23rd and 25th Mayor of Manila
- In office June 30, 2007 – June 30, 2013
- Vice Mayor: Isko Moreno
- Preceded by: Lito Atienza
- Succeeded by: Joseph Estrada
- In office June 30, 1992 – March 27, 1998
- Vice Mayor: Lito Atienza
- Preceded by: Mel Lopez
- Succeeded by: Lito Atienza

Senator of the Philippines
- In office June 30, 2004 – June 29, 2007

33rd Secretary of the Interior and Local Government
- In office January 8, 2000 – January 20, 2001
- President: Joseph Estrada
- Preceded by: Ronaldo Puno
- Succeeded by: Jose Lina Jr.

11th Director of the National Bureau of Investigation
- In office 1989–1992
- Appointed by: Corazon Aquino
- Preceded by: Jesus Antonio Carpio
- Succeeded by: Epimaco Velasco

District Director of the Western Police District
- In office May 2, 1986 – December 21, 1989
- Mayor: Mel Lopez Gregorio Ejercito
- Preceded by: P/Brig. Gen. Narciso M. Cabrera
- Succeeded by: P/Brig. Gen. Ernesto Diokno

Personal details
- Born: Alfredo Siojo Lim December 21, 1929 Tondo, Manila, Philippine Islands
- Died: August 8, 2020 (aged 90) Manila, Philippines
- Resting place: Manila North Cemetery, Santa Cruz, Manila, Philippines
- Party: PDP–Laban (2018–2020); KKK (local party; 2001–2020); ;
- Other political affiliations: PRP (1992–1998); Liberal (1998, 2008–2018); PMP (1998–2008); ;
- Spouse(s): Amalia Santos ​ ​(m. 1951; died 1994)​ Gemma Alivio
- Children: 12, including Cristina and Manuel
- Alma mater: University of the East (BS, LL.B.) National Defense College of the Philippines (MNSA) Philippine College of Criminology (PhD)
- Occupation: Police officer, politician, lawyer
- Website: Official website
- Police career
- Service: Integrated National Police
- Allegiance: Philippines
- Divisions: Western Police District; ;
- Service years: 1952–1989
- Rank: Police Major General

Chinese name
- Traditional Chinese: 林雯洛
- Simplified Chinese: 林雯洛

Standard Mandarin
- Hanyu Pinyin: Lín Wénluò

Southern Min
- Hokkien POJ: Lîm Bûn-lo̍k

= Alfredo Lim =

Filipino politician (1929–2020)

Alfredo "Fred" Siojo Lim (林雯洛 (Lín Wénluò, Lîm Bûn-lo̍k); December 21, 1929 – August 8, 2020) was a Filipino politician, police officer and lawyer who served as a Senator of the Philippines from 2004 to 2007, He also served as the 23rd and 25th Mayor of Manila twice: first from 1992 to 1998, and again from 2007 to 2013.

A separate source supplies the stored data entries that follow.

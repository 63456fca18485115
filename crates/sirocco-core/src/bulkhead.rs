//! Bulkhead: a counted semaphore with a bounded FIFO wait queue, isolating
//! a route (or upstream) behind a fixed concurrency budget.

use std::sync::Arc;
use std::sync::atomic::{AtomicUsize, Ordering};
use std::time::Duration;

use tokio::sync::{OwnedSemaphorePermit, Semaphore};

use crate::http::{RequestContext, Response};
use crate::pipeline::{ArcHandler, Middleware};

#[derive(Debug, Clone)]
pub struct BulkheadConfig {
    pub max_concurrent: usize,
    pub max_queue: usize,
    /// Per-entry deadline while waiting in the queue.
    pub queue_timeout: Duration,
}

impl Default for BulkheadConfig {
    fn default() -> Self {
        Self {
            max_concurrent: 10,
            max_queue: 10,
            queue_timeout: Duration::from_secs(1),
        }
    }
}

/// Why an acquisition was refused.
#[derive(Debug, Clone, Copy, PartialEq, Eq)]
pub enum Rejection {
    /// `running == max_concurrent` and the queue is full.
    QueueFull,
    /// The waiter's deadline expired before a permit freed up.
    QueueTimeout,
}

/// Releases the slot on drop.
#[derive(Debug)]
pub struct BulkheadPermit {
    _permit: OwnedSemaphorePermit,
}

pub struct Bulkhead {
    config: BulkheadConfig,
    semaphore: Arc<Semaphore>,
    queued: AtomicUsize,
}

impl Bulkhead {
    pub fn new(config: BulkheadConfig) -> Self {
        let semaphore = Arc::new(Semaphore::new(config.max_concurrent));
        Self { config, semaphore, queued: AtomicUsize::new(0) }
    }

    pub fn config(&self) -> &BulkheadConfig {
        &self.config
    }

    pub fn running(&self) -> usize {
        self.config.max_concurrent - self.semaphore.available_permits().min(self.config.max_concurrent)
    }

    pub fn queue_len(&self) -> usize {
        self.queued.load(Ordering::Acquire)
    }

    /// Non-suspending acquisition: a permit when one is free, else `None`.
    pub fn try_acquire(&self) -> Option<BulkheadPermit> {
        self.semaphore
            .clone()
            .try_acquire_owned()
            .ok()
            .map(|permit| BulkheadPermit { _permit: permit })
    }

    /// Acquire a permit, queueing (FIFO) when the budget is exhausted.
    ///
    /// A waiter appears in the queue only while `running == max_concurrent`;
    /// it is removed and rejected once `queue_timeout` elapses, and released
    /// from the queue count even if the caller is cancelled mid-wait.
    pub async fn acquire(&self) -> Result<BulkheadPermit, Rejection> {
        if let Some(permit) = self.try_acquire() {
            return Ok(permit);
        }

        // Reserve a queue slot or reject outright.
        let max_queue = self.config.max_queue;
        if self
            .queued
            .fetch_update(Ordering::AcqRel, Ordering::Acquire, |q| {
                if q < max_queue { Some(q + 1) } else { None }
            })
            .is_err()
        {
            return Err(Rejection::QueueFull);
        }
        let _guard = QueueGuard { queued: &self.queued };

        match tokio::time::timeout(
            self.config.queue_timeout,
            self.semaphore.clone().acquire_owned(),
        )
        .await
        {
            Ok(Ok(permit)) => Ok(BulkheadPermit { _permit: permit }),
            Ok(Err(_closed)) => Err(Rejection::QueueFull),
            Err(_elapsed) => Err(Rejection::QueueTimeout),
        }
    }
}

struct QueueGuard<'a> {
    queued: &'a AtomicUsize,
}

impl Drop for QueueGuard<'_> {
    fn drop(&mut self) {
        self.queued.fetch_sub(1, Ordering::AcqRel);
    }
}

type RejectFn = Arc<dyn Fn(Rejection) -> Response + Send + Sync>;

/// Middleware holding a bulkhead permit across the wrapped handler.
pub struct BulkheadMiddleware {
    bulkhead: Arc<Bulkhead>,
    on_reject: Option<RejectFn>,
}

impl BulkheadMiddleware {
    pub fn new(bulkhead: Arc<Bulkhead>) -> Self {
        Self { bulkhead, on_reject: None }
    }

    pub fn with_config(config: BulkheadConfig) -> Self {
        Self::new(Arc::new(Bulkhead::new(config)))
    }

    pub fn on_reject<F>(mut self, f: F) -> Self
    where
        F: Fn(Rejection) -> Response + Send + Sync + 'static,
    {
        self.on_reject = Some(Arc::new(f));
        self
    }
}

impl Middleware for BulkheadMiddleware {
    fn wrap(&self, inner: ArcHandler) -> ArcHandler {
        let bulkhead = self.bulkhead.clone();
        let on_reject = self.on_reject.clone();
        Arc::new(move |ctx: RequestContext| {
            let bulkhead = bulkhead.clone();
            let on_reject = on_reject.clone();
            let inner = inner.clone();
            async move {
                match bulkhead.acquire().await {
                    Ok(permit) => {
                        let res = inner.call(ctx).await;
                        drop(permit);
                        res
                    }
                    Err(rejection) => {
                        let res = match &on_reject {
                            Some(f) => f(rejection),
                            None => Response::text(503, "Service Unavailable")
                                .header("retry-after", "5"),
                        };
                        Ok(res)
                    }
                }
            }
        })
    }
}

#[cfg(test)]
mod tests {
    use super::*;

    fn bulkhead(max_concurrent: usize, max_queue: usize, timeout_ms: u64) -> Arc<Bulkhead> {
        Arc::new(Bulkhead::new(BulkheadConfig {
            max_concurrent,
            max_queue,
            queue_timeout: Duration::from_millis(timeout_ms),
        }))
    }

    #[tokio::test]
    async fn permits_bound_running() {
        let b = bulkhead(2, 0, 50);
        let p1 = b.acquire().await.unwrap();
        let p2 = b.acquire().await.unwrap();
        assert_eq!(b.running(), 2);
        // Queue capacity zero: immediate rejection.
        assert_eq!(b.acquire().await.unwrap_err(), Rejection::QueueFull);
        drop(p1);
        let _p3 = b.acquire().await.unwrap();
        assert_eq!(b.running(), 2);
        drop(p2);
        assert_eq!(b.running(), 1);
    }

    #[tokio::test(start_paused = true)]
    async fn waiter_admitted_when_permit_frees() {
        let b = bulkhead(1, 4, 1_000);
        let p = b.acquire().await.unwrap();

        let b2 = b.clone();
        let waiter = tokio::spawn(async move { b2.acquire().await });
        tokio::time::sleep(Duration::from_millis(10)).await;
        assert_eq!(b.queue_len(), 1);

        drop(p);
        let permit = waiter.await.unwrap();
        assert!(permit.is_ok());
        assert_eq!(b.queue_len(), 0);
        assert_eq!(b.running(), 1);
    }

    #[tokio::test(start_paused = true)]
    async fn waiter_times_out_and_is_rejected() {
        let b = bulkhead(1, 4, 100);
        let _p = b.acquire().await.unwrap();

        let b2 = b.clone();
        let waiter = tokio::spawn(async move { b2.acquire().await });
        let outcome = waiter.await.unwrap();
        assert_eq!(outcome.unwrap_err(), Rejection::QueueTimeout);
        assert_eq!(b.queue_len(), 0);
        // The permit was never granted to the dead waiter.
        assert_eq!(b.running(), 1);
    }

    #[tokio::test(start_paused = true)]
    async fn queue_capacity_is_bounded() {
        let b = bulkhead(1, 2, 10_000);
        let _p = b.acquire().await.unwrap();

        let mut waiters = Vec::new();
        for _ in 0..2 {
            let b2 = b.clone();
            waiters.push(tokio::spawn(async move { b2.acquire().await }));
        }
        tokio::time::sleep(Duration::from_millis(5)).await;
        assert_eq!(b.queue_len(), 2);

        // Third waiter finds the queue full.
        assert_eq!(b.acquire().await.unwrap_err(), Rejection::QueueFull);
        for w in waiters {
            w.abort();
        }
    }

    #[tokio::test(start_paused = true)]
    async fn fifo_wakeup_order() {
        let b = bulkhead(1, 4, 10_000);
        let p = b.acquire().await.unwrap();

        let (tx, mut rx) = tokio::sync::mpsc::unbounded_channel();
        for i in 0..3u32 {
            let b2 = b.clone();
            let tx = tx.clone();
            tokio::spawn(async move {
                let permit = b2.acquire().await.unwrap();
                tx.send(i).unwrap();
                drop(permit);
            });
            // Deterministic enqueue order.
            tokio::time::sleep(Duration::from_millis(1)).await;
        }

        drop(p);
        let order: Vec<u32> = [rx.recv().await, rx.recv().await, rx.recv().await]
            .into_iter()
            .flatten()
            .collect();
        assert_eq!(order, [0, 1, 2]);
    }

    mod middleware {
        use super::*;
        use crate::http::Method;
        use crate::pipeline::Handler;

        #[tokio::test(start_paused = true)]
        async fn rejection_maps_to_503() {
            let b = bulkhead(1, 0, 10);
            let _held = b.acquire().await.unwrap();

            let handler: ArcHandler =
                Arc::new(|_ctx: RequestContext| async { Ok(Response::ok("through")) });
            let wrapped = BulkheadMiddleware::new(b.clone()).wrap(handler);
            let res = wrapped.call(RequestContext::new(Method::Get, "/")).await.unwrap();
            assert_eq!(res.status, 503);
            assert_eq!(res.headers.get("retry-after"), Some("5"));
        }

        #[tokio::test]
        async fn permit_released_after_handler() {
            let b = bulkhead(1, 0, 10);
            let handler: ArcHandler =
                Arc::new(|_ctx: RequestContext| async { Ok(Response::ok("through")) });
            let wrapped = BulkheadMiddleware::new(b.clone()).wrap(handler);
            for _ in 0..5 {
                let res = wrapped.call(RequestContext::new(Method::Get, "/")).await.unwrap();
                assert_eq!(res.status, 200);
            }
            assert_eq!(b.running(), 0);
        }
    }
}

Prior to entering politics, Lim was a policeman for three decades. During the administration of President Corazon Aquino, he was appointed the Director of the National Bureau of Investigation (NBI), serving from 1989 to 1992. In 1992, he was elected Mayor of Manila, serving for two consecutive terms. He then unsuccessfully ran for president in 1998. Two years later, in 2000, he was appointed by President Joseph Estrada as the Secretary of the Interior and Local Government (DILG).

In 2001, he ran again for mayor of Manila but lost to then-incumbent Lito Atienza. In the 2004 elections, he ran for senator and won. Three years into his tenure in the Senate, he resigned in order to run for mayor of Manila, which he won and served two consecutive terms from 2007 to 2013. He then lost the 2013 and 2016 mayoral elections to former president Estrada. In 2019, both Lim and Estrada lost the mayoralty elections to Isko Moreno, who served as vice mayor during the two former mayors' respective terms.

Due to his tough stance against suspected criminals, Lim earned the nickname "Dirty Harry", and has been depicted numerous times in local action films within his lifetime.

==Early life and career==
Lim was born on December 21, 1929, at the Emmanuel Community Hospital along Calle Manuguit, Tondo, Manila, to Rosario Siojo, a Filipina with Chinese ancestry from the Siojo family of San Miguel, Bulacan. His father, Alfredo Ko Lim Sr., returned to his hometown Antique. When he was in pre-school, his mother remarried and left him at the Hospicio de San Jose. When he was in the third grade, he was put under the care of his maternal grandmother, Flora Valisno-Siojo. After his grandmother's death in 1943, he lived with his godmother, Dolores La'o-Conde.

He finished primary school as a salutatorian at the P. Gomez Elementary School in 1943. Lim graduated high school in 1948 at the Far Eastern University. He earned a degree of business administration in 1951 and a Bachelor of Law in 1963 at the University of the East. In 1981, he finished his master's degree in national security administration with honours at the National Defense College of the Philippines and pursued a Doctor of Philosophy in criminology at the Philippine College of Criminology where he graduated in 1996.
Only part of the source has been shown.